Focus- Dealing with Bad shots

*When you make an errant throw don't consider it a bad shot, consider it an OPPORTUNITY to make a GREAT SHOT on your next throw. Only think about- ONE SHOT AT A TIME! One errant throw does not necessarily mean bogey. So when you make an opportunity for yourself, focus on THAT - and not what is beyond that. If you have to suck it up and pitch out so that you can lay up and take a 4 - learn to do that. Trying to save 3 will more often lead to bigger #'s, which = more frustration, etc.

*Learn to laugh at your bad shots - getting all pissed off will do nothing for your game. Besides - if you don't laugh at your bad shots........ how can I?

Focus- Remove yourself from the end result

Here’s a concept for “distraction management” and “short term focus” – I call it – “Remove yourself from the end result”.

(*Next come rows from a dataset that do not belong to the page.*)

//! Newtype IDs for store-assigned object identifiers.
//!
//! Records are identified by 12-byte object ids assigned by the document
//! store on insert. On the wire they travel as 24 lowercase hex characters.
//! Use the `define_id!` macro to create type-safe wrappers that prevent
//! accidentally mixing ids from different entity types.

/// Number of raw bytes in an object id.
pub const OBJECT_ID_LEN: usize = 12;

/// Number of hex characters in the textual form of an object id.
pub const OBJECT_ID_HEX_LEN: usize = OBJECT_ID_LEN * 2;

/// Errors that can occur when parsing an object id.
#[derive(thiserror::Error, Debug, Clone, Copy, PartialEq, Eq)]
pub enum IdError {
    /// The input does not have exactly 24 characters.
    #[error("invalid id: expected {OBJECT_ID_HEX_LEN} hex characters, got {0}")]
    InvalidLength(usize),
    /// The input contains a byte that is not a hex digit.
    #[error("invalid id: non-hex character at position {0}")]
    InvalidCharacter(usize),
}

/// Decode the 24-character hex form of an object id.
///
/// Upper-case digits are accepted.
///
/// # Errors
///
/// Returns an error if the input has the wrong length or contains a non-hex
/// character.
pub fn decode_hex(s: &str) -> Result<[u8; OBJECT_ID_LEN], IdError> {
    if s.len() != OBJECT_ID_HEX_LEN {
        return Err(IdError::InvalidLength(s.len()));
    }

    let mut bytes = [0u8; OBJECT_ID_LEN];
    hex::decode_to_slice(s, &mut bytes).map_err(|err| match err {
        hex::FromHexError::InvalidHexCharacter { index, .. } => IdError::InvalidCharacter(index),
        hex::FromHexError::OddLength | hex::FromHexError::InvalidStringLength => {
            IdError::InvalidLength(s.len())
        }
    })?;

    Ok(bytes)
}

/// Encode object id bytes as 24 lowercase hex characters.
#[must_use]
pub fn encode_hex(bytes: &[u8; OBJECT_ID_LEN]) -> String {
    hex::encode(bytes)
}

/// Macro to define a type-safe object id wrapper.
///
/// Creates a newtype wrapper around the 12 raw bytes with:
/// - `Serialize`/`Deserialize` as the 24-character hex string
/// - `Debug`, `Clone`, `Copy`, `PartialEq`, `Eq`, `Hash`, `Ord`
/// - `parse()`, `to_hex()`, `Display` and `FromStr`
/// - `bson::oid::ObjectId` conversions (with `bson` feature)
///
/// # Example
///
/// ```rust
/// # use cartpay_core::define_id;
/// define_id!(OrderId);
/// define_id!(InvoiceId);
///
/// let order_id = OrderId::parse("65f1c0ffee0123456789abcd").unwrap();
/// assert_eq!(order_id.to_string(), "65f1c0ffee0123456789abcd");
///
/// // These are different types, so this won't compile:
/// // let _: InvoiceId = order_id;
/// ```
#[macro_export]
macro_rules! define_id {
    ($name:ident) => {
        #[derive(Debug, Clone, Copy, PartialEq, Eq, Hash, PartialOrd, Ord)]
        pub struct $name([u8; $crate::types::id::OBJECT_ID_LEN]);

        impl $name {
            /// Create an id from its raw bytes.
            #[must_use]
            pub const fn from_bytes(bytes: [u8; $crate::types::id::OBJECT_ID_LEN]) -> Self {
                Self(bytes)
            }

            /// Get the raw bytes.
            #[must_use]
            pub const fn bytes(&self) -> [u8; $crate::types::id::OBJECT_ID_LEN] {
                self.0
            }

            /// Parse an id from its 24-character hex form.
            ///
            /// # Errors
            ///
            /// Returns an error if the input is not exactly 24 hex characters.
            pub fn parse(s: &str) -> ::core::result::Result<Self, $crate::IdError> {
                $crate::types::id::decode_hex(s).map(Self)
            }

            /// Render the id as 24 lowercase hex characters.
            #[must_use]
            pub fn to_hex(&self) -> String {
                $crate::types::id::encode_hex(&self.0)
            }
        }

        impl ::core::fmt::Display for $name {
            fn fmt(&self, f: &mut ::core::fmt::Formatter<'_>) -> ::core::fmt::Result {
                f.write_str(&self.to_hex())
            }
        }

        impl ::core::str::FromStr for $name {
            type Err = $crate::IdError;

            fn from_str(s: &str) -> ::core::result::Result<Self, Self::Err> {
                Self::parse(s)
            }
        }

        impl ::serde::Serialize for $name {
            fn serialize<S>(&self, serializer: S) -> ::core::result::Result<S::Ok, S::Error>
            where
                S: ::serde::Serializer,
            {
                serializer.collect_str(self)
            }
        }

        impl<'de> ::serde::Deserialize<'de> for $name {
            fn deserialize<D>(deserializer: D) -> ::core::result::Result<Self, D::Error>
            where
                D: ::serde::Deserializer<'de>,
            {
                let s = <String as ::serde::Deserialize>::deserialize(deserializer)?;
                Self::parse(&s).map_err(::serde::de::Error::custom)
            }
        }

        #[cfg(feature = "bson")]
        impl From<::bson::oid::ObjectId> for $name {
            fn from(oid: ::bson::oid::ObjectId) -> Self {
                Self(oid.bytes())
            }
        }

        #[cfg(feature = "bson")]
        impl From<$name> for ::bson::oid::ObjectId {
            fn from(id: $name) -> Self {
                Self::from_bytes(id.0)
            }
        }
    };
}

define_id!(ProductId);
define_id!(PaymentId);
//! Descriptor set of `proto/payment.proto` for server reflection.
//!
//! Built by hand alongside the messages in [`crate::proto`], so tools such
//! as grpcurl can discover the service without a local copy of the file.

use prost_types::field_descriptor_proto::{Label, Type};
use prost_types::{
    DescriptorProto, FieldDescriptorProto, FileDescriptorProto, FileDescriptorSet,
    MethodDescriptorProto, ServiceDescriptorProto,
};

/// Name the file is registered under.
pub const FILE_NAME: &str = "payment.proto";

const PACKAGE: &str = "payment";
const SERVICE: &str = "PaymentService";

fn field(name: &str, number: i32, kind: Type) -> FieldDescriptorProto {
    FieldDescriptorProto {
        name: Some(name.to_owned()),
        number: Some(number),
        label: Some(Label::Optional as i32),
        r#type: Some(kind as i32),
        json_name: Some(name.to_owned()),
        ..Default::default()
    }
}

fn repeated_message(name: &str, number: i32, message: &str) -> FieldDescriptorProto {
    FieldDescriptorProto {
        label: Some(Label::Repeated as i32),
        type_name: Some(format!(".{PACKAGE}.{message}")),
        ..field(name, number, Type::Message)
    }
}

fn message(name: &str, fields: Vec<FieldDescriptorProto>) -> DescriptorProto {
    DescriptorProto {
        name: Some(name.to_owned()),
        field: fields,
        ..Default::default()
    }
}

fn method(name: &str, input: &str, output: &str) -> MethodDescriptorProto {
    MethodDescriptorProto {
        name: Some(name.to_owned()),
        input_type: Some(format!(".{PACKAGE}.{input}")),
        output_type: Some(format!(".{PACKAGE}.{output}")),
        ..Default::default()
    }
}

/// The `payment` package: its messages and `PaymentService`.
#[must_use]
pub fn file_descriptor_set() -> FileDescriptorSet {
    let messages = vec![
        message("CreatePaymentRequest", vec![field("amount", 1, Type::Double)]),
        message(
            "PaymentResponse",
            vec![field("id", 1, Type::String), field("amount", 2, Type::Double)],
        ),
        message("GetAllPaymentsRequest", Vec::new()),
        message(
            "GetAllPaymentsResponse",
            vec![repeated_message("payments", 1, "PaymentResponse")],
        ),
        message("GetPaymentByIDRequest", vec![field("id", 1, Type::String)]),
        message("DeletePaymentRequest", vec![field("id", 1, Type::String)]),
        message("DeletePaymentResponse", vec![field("message", 1, Type::String)]),
    ];

    let service = ServiceDescriptorProto {
        name: Some(SERVICE.to_owned()),
        method: vec![
            method("CreatePayment", "CreatePaymentRequest", "PaymentResponse"),
            method("GetAllPayments", "GetAllPaymentsRequest", "GetAllPaymentsResponse"),
            method("GetPaymentByID", "GetPaymentByIDRequest", "PaymentResponse"),
            method("DeletePayment", "DeletePaymentRequest", "DeletePaymentResponse"),
        ],
        ..Default::default()
    };

    FileDescriptorSet {
        file: vec![FileDescriptorProto {
            name: Some(FILE_NAME.to_owned()),
            package: Some(PACKAGE.to_owned()),
            message_type: messages,
            service: vec![service],
            syntax: Some("proto3".to_owned()),
            ..Default::default()
        }],
    }
}

#[cfg(test)]
#[allow(clippy::unwrap_used)]
mod tests {
    use super::*;
    use crate::proto::{SERVICE_NAME, paths};

    #[test]
    fn test_methods_match_dispatch_paths() {
        let set = file_descriptor_set();
        let file = &set.file[0];
        let service = &file.service[0];
        assert_eq!(
            format!("{}.{}", file.package(), service.name()),
            SERVICE_NAME
        );

        let routes: Vec<String> = service
            .method
            .iter()
            .map(|m| format!("/{SERVICE_NAME}/{}", m.name()))
            .collect();
        assert_eq!(
            routes,
            [
                paths::CREATE_PAYMENT,
                paths::GET_ALL_PAYMENTS,
                paths::GET_PAYMENT_BY_ID,
                paths::DELETE_PAYMENT,
            ]
        );
    }

    #[test]
    fn test_method_types_are_declared_messages() {
        let set = file_descriptor_set();
        let file = &set.file[0];
        let declared: Vec<String> = file
            .message_type
            .iter()
            .map(|m| format!(".{PACKAGE}.{}", m.name()))
            .collect();

        for method in &file.service[0].method {
            assert!(declared.iter().any(|d| d == method.input_type()), "{method:?}");
            assert!(declared.iter().any(|d| d == method.output_type()), "{method:?}");
        }
    }

    #[test]
    fn test_field_numbers_match_messages() {
        let set = file_descriptor_set();
        let response = set.file[0]
            .message_type
            .iter()
            .find(|m| m.name() == "PaymentResponse")
            .unwrap();
        let fields: Vec<(&str, i32, Type)> = response
            .field
            .iter()
            .map(|f| (f.name(), f.number(), f.r#type()))
            .collect();
        assert_eq!(
            fields,
            [("id", 1, Type::String), ("amount", 2, Type::Double)]
        );
    }
}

The basic premise is that in order to obtain a desired end result, you need to focus on, or take control of an ELEMENT of what you’re doing, that will LEAD TO the end result. This is a concept you can apply to any facet of your golf game. I’ll give you two examples here, and you can take them for what they’re worth.

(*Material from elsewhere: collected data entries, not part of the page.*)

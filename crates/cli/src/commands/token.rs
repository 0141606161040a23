//! Token issuing command.
//!
//! # Environment Variables
//!
//! - `JWT_SECRET` - Signing secret shared with both servers

use cartpay_backend::Config;
use cartpay_backend::services::TokenIssuer;

use super::CliError;

/// Issue a token for `user_id` with the configured secret.
pub fn issue_token(user_id: &str) -> Result<String, CliError> {
    let config = Config::from_env()?;
    let token = TokenIssuer::new(&config.jwt_secret).issue(user_id)?;
    tracing::debug!(user_id, "Token issued");
    Ok(token)
}

/// Issue a token for `user_id` and print it.
pub fn issue(user_id: &str) -> Result<(), CliError> {
    let token = issue_token(user_id)?;

    #[allow(clippy::print_stdout)]
    {
        println!("{token}");
    }
    Ok(())
}
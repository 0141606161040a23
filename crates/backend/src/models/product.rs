//! Product records and wire shapes.

use cartpay_core::{Price, ProductId, ProductName};
use rust_decimal::Decimal;
use serde::{Deserialize, Serialize};
use utoipa::ToSchema;

/// A stored product.
#[derive(Debug, Clone, PartialEq, Eq)]
pub struct Product {
    pub id: ProductId,
    pub name: ProductName,
    pub price: Price,
}

/// Validated fields for creating or overwriting a product.
#[derive(Debug, Clone, PartialEq, Eq)]
pub struct NewProduct {
    pub name: ProductName,
    pub price: Price,
}

impl NewProduct {
    /// Attach a store-assigned id.
    #[must_use]
    pub fn with_id(self, id: ProductId) -> Product {
        Product {
            id,
            name: self.name,
            price: self.price,
        }
    }
}

/// Body of `POST /products` and `PUT /products/{id}`.
///
/// Missing fields deserialize to their empty values and are rejected by
/// validation, not by the JSON decoder.
#[derive(Debug, Clone, Default, Serialize, Deserialize, ToSchema)]
pub struct ProductRequest {
    #[serde(default)]
    pub name: String,
    #[serde(default, with = "cartpay_core::types::price::serde_float")]
    #[schema(value_type = f64, example = 9.99)]
    pub price: Decimal,
}

/// A product as returned to clients.
#[derive(Debug, Clone, PartialEq, Eq, Serialize, Deserialize, ToSchema)]
pub struct ProductResponse {
    #[schema(value_type = String, example = "65f1c0ffee0123456789abcd")]
    pub id: ProductId,
    pub name: String,
    #[serde(with = "cartpay_core::types::price::serde_float")]
    #[schema(value_type = f64, example = 9.99)]
    pub price: Decimal,
}

impl From<Product> for ProductResponse {
    fn from(product: Product) -> Self {
        Self {
            id: product.id,
            name: product.name.into_inner(),
            price: product.price.get(),
        }
    }
}
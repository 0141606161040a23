//! Typed client for `payment.PaymentService`.

use tonic::codec::ProstCodec;
use tonic::codegen::http::uri::PathAndQuery;
use tonic::metadata::{AsciiMetadataValue, errors::InvalidMetadataValue};
use tonic::transport::{Channel, Endpoint};
use tonic::{Request, Status};

use crate::interceptor::AUTHORIZATION;
use crate::proto::{
    CreatePaymentRequest, DeletePaymentRequest, DeletePaymentResponse, GetAllPaymentsRequest,
    GetPaymentByIdRequest, PaymentResponse, paths,
};

/// Client for the payment RPC service.
///
/// Every call carries the bearer token set with
/// [`PaymentClient::with_token`].
#[derive(Debug, Clone)]
pub struct PaymentClient {
    inner: tonic::client::Grpc<Channel>,
    token: Option<AsciiMetadataValue>,
}

impl PaymentClient {
    /// Connect to a payment service at `endpoint` (e.g. `http://localhost:9061`).
    ///
    /// # Errors
    ///
    /// Returns an error if the endpoint is invalid or unreachable.
    pub async fn connect(endpoint: impl Into<String>) -> Result<Self, tonic::transport::Error> {
        let channel = Endpoint::from_shared(endpoint.into())?.connect().await?;
        Ok(Self::new(channel))
    }

    /// Wrap an existing channel.
    #[must_use]
    pub fn new(channel: Channel) -> Self {
        Self {
            inner: tonic::client::Grpc::new(channel),
            token: None,
        }
    }

    /// Authenticate subsequent calls with `token`.
    ///
    /// # Errors
    ///
    /// Returns an error if the token is not valid metadata.
    pub fn with_token(mut self, token: &str) -> Result<Self, InvalidMetadataValue> {
        self.token = Some(format!("Bearer {token}").parse()?);
        Ok(self)
    }

    async fn unary<Req, Resp>(&mut self, path: &'static str, message: Req) -> Result<Resp, Status>
    where
        Req: prost::Message + Send + Sync + 'static,
        Resp: prost::Message + Default + Send + Sync + 'static,
    {
        self.inner
            .ready()
            .await
            .map_err(|e| Status::unknown(format!("Service was not ready: {e}")))?;

        let mut request = Request::new(message);
        if let Some(token) = &self.token {
            request.metadata_mut().insert(AUTHORIZATION, token.clone());
        }

        let codec = ProstCodec::<Req, Resp>::default();
        let response = self
            .inner
            .unary(request, PathAndQuery::from_static(path), codec)
            .await?;
        Ok(response.into_inner())
    }

    /// Record a payment.
    ///
    /// # Errors
    ///
    /// Returns the status reported by the server.
    pub async fn create_payment(&mut self, amount: f64) -> Result<PaymentResponse, Status> {
        self.unary(paths::CREATE_PAYMENT, CreatePaymentRequest { amount })
            .await
    }

    /// List every payment.
    ///
    /// # Errors
    ///
    /// Returns the status reported by the server.
    pub async fn get_all_payments(&mut self) -> Result<Vec<PaymentResponse>, Status> {
        let response: crate::proto::GetAllPaymentsResponse = self
            .unary(paths::GET_ALL_PAYMENTS, GetAllPaymentsRequest {})
            .await?;
        Ok(response.payments)
    }

    /// Fetch one payment.
    ///
    /// # Errors
    ///
    /// Returns the status reported by the server.
    pub async fn get_payment_by_id(&mut self, id: &str) -> Result<PaymentResponse, Status> {
        self.unary(
            paths::GET_PAYMENT_BY_ID,
            GetPaymentByIdRequest { id: id.to_owned() },
        )
        .await
    }

    /// Delete one payment and return the server's confirmation.
    ///
    /// # Errors
    ///
    /// Returns the status reported by the server.
    pub async fn delete_payment(&mut self, id: &str) -> Result<String, Status> {
        let response: DeletePaymentResponse = self
            .unary(paths::DELETE_PAYMENT, DeletePaymentRequest { id: id.to_owned() })
            .await?;
        Ok(response.message)
    }
}
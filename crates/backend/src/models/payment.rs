//! Payment records and wire shapes.

use cartpay_core::{Amount, PaymentId};
use rust_decimal::Decimal;
use serde::{Deserialize, Serialize};
use utoipa::ToSchema;

/// A stored payment. Payments are immutable once created.
#[derive(Debug, Clone, Copy, PartialEq, Eq)]
pub struct Payment {
    pub id: PaymentId,
    pub amount: Amount,
}

/// Validated fields for recording a payment.
#[derive(Debug, Clone, Copy, PartialEq, Eq)]
pub struct NewPayment {
    pub amount: Amount,
}

impl NewPayment {
    /// Attach a store-assigned id.
    #[must_use]
    pub const fn with_id(self, id: PaymentId) -> Payment {
        Payment {
            id,
            amount: self.amount,
        }
    }
}

/// Body of `POST /payments`.
#[derive(Debug, Clone, Copy, Default, Serialize, Deserialize, ToSchema)]
pub struct PaymentRequest {
    #[serde(default, with = "cartpay_core::types::price::serde_float")]
    #[schema(value_type = f64, example = 100.5)]
    pub amount: Decimal,
}

/// A payment as returned to clients.
#[derive(Debug, Clone, Copy, PartialEq, Eq, Serialize, Deserialize, ToSchema)]
pub struct PaymentResponse {
    #[schema(value_type = String, example = "65f1c0ffee0123456789abcd")]
    pub id: PaymentId,
    #[serde(with = "cartpay_core::types::price::serde_float")]
    #[schema(value_type = f64, example = 100.5)]
    pub amount: Decimal,
}

impl From<Payment> for PaymentResponse {
    fn from(payment: Payment) -> Self {
        Self {
            id: payment.id,
            amount: payment.amount.get(),
        }
    }
}

#[cfg(test)]
#[allow(clippy::unwrap_used)]
mod tests {
    use super::*;
    use serde_json::json;

    #[test]
    fn test_response_serializes_amount_as_number() {
        let payment = NewPayment {
            amount: Amount::new(Decimal::new(1005, 1)).unwrap(),
        }
        .with_id(PaymentId::parse("65f1c0ffee0123456789abcd").unwrap());

        let value = serde_json::to_value(PaymentResponse::from(payment)).unwrap();
        assert_eq!(
            value,
            json!({"id": "65f1c0ffee0123456789abcd", "amount": 100.5})
        );
    }

    #[test]
    fn test_response_amount_keeps_every_digit() {
        let payment = NewPayment {
            amount: Amount::from_f64(19.999_999_999_999_996).unwrap(),
        }
        .with_id(PaymentId::parse("65f1c0ffee0123456789abcd").unwrap());

        let json = serde_json::to_string(&PaymentResponse::from(payment)).unwrap();
        assert_eq!(
            json,
            r#"{"id":"65f1c0ffee0123456789abcd","amount":19.999999999999996}"#
        );
    }

    #[test]
    fn test_request_accepts_integers_and_defaults_missing_amount() {
        let req: PaymentRequest = serde_json::from_value(json!({"amount": 42})).unwrap();
        assert_eq!(req.amount, Decimal::new(42, 0));

        let req: PaymentRequest = serde_json::from_value(json!({})).unwrap();
        assert_eq!(req.amount, Decimal::ZERO);
    }
}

Putting: A lot of folks espouse the practice of “picking a link” of the target, and trying to focus on that, as an effective visualization exercise for putting practice. I say – that this is one of the most difficult things you can do. Based on my concept – the target is ALWAYS – the furthest thing from you – and so by nature, being at the end of the flight is the element which is the LEAST under your control. So……….by removing yourself from the end result, you choose a target that is much closer to you – thereby bringing it MORE under your control, and making it more attainable, and easier to reproduce.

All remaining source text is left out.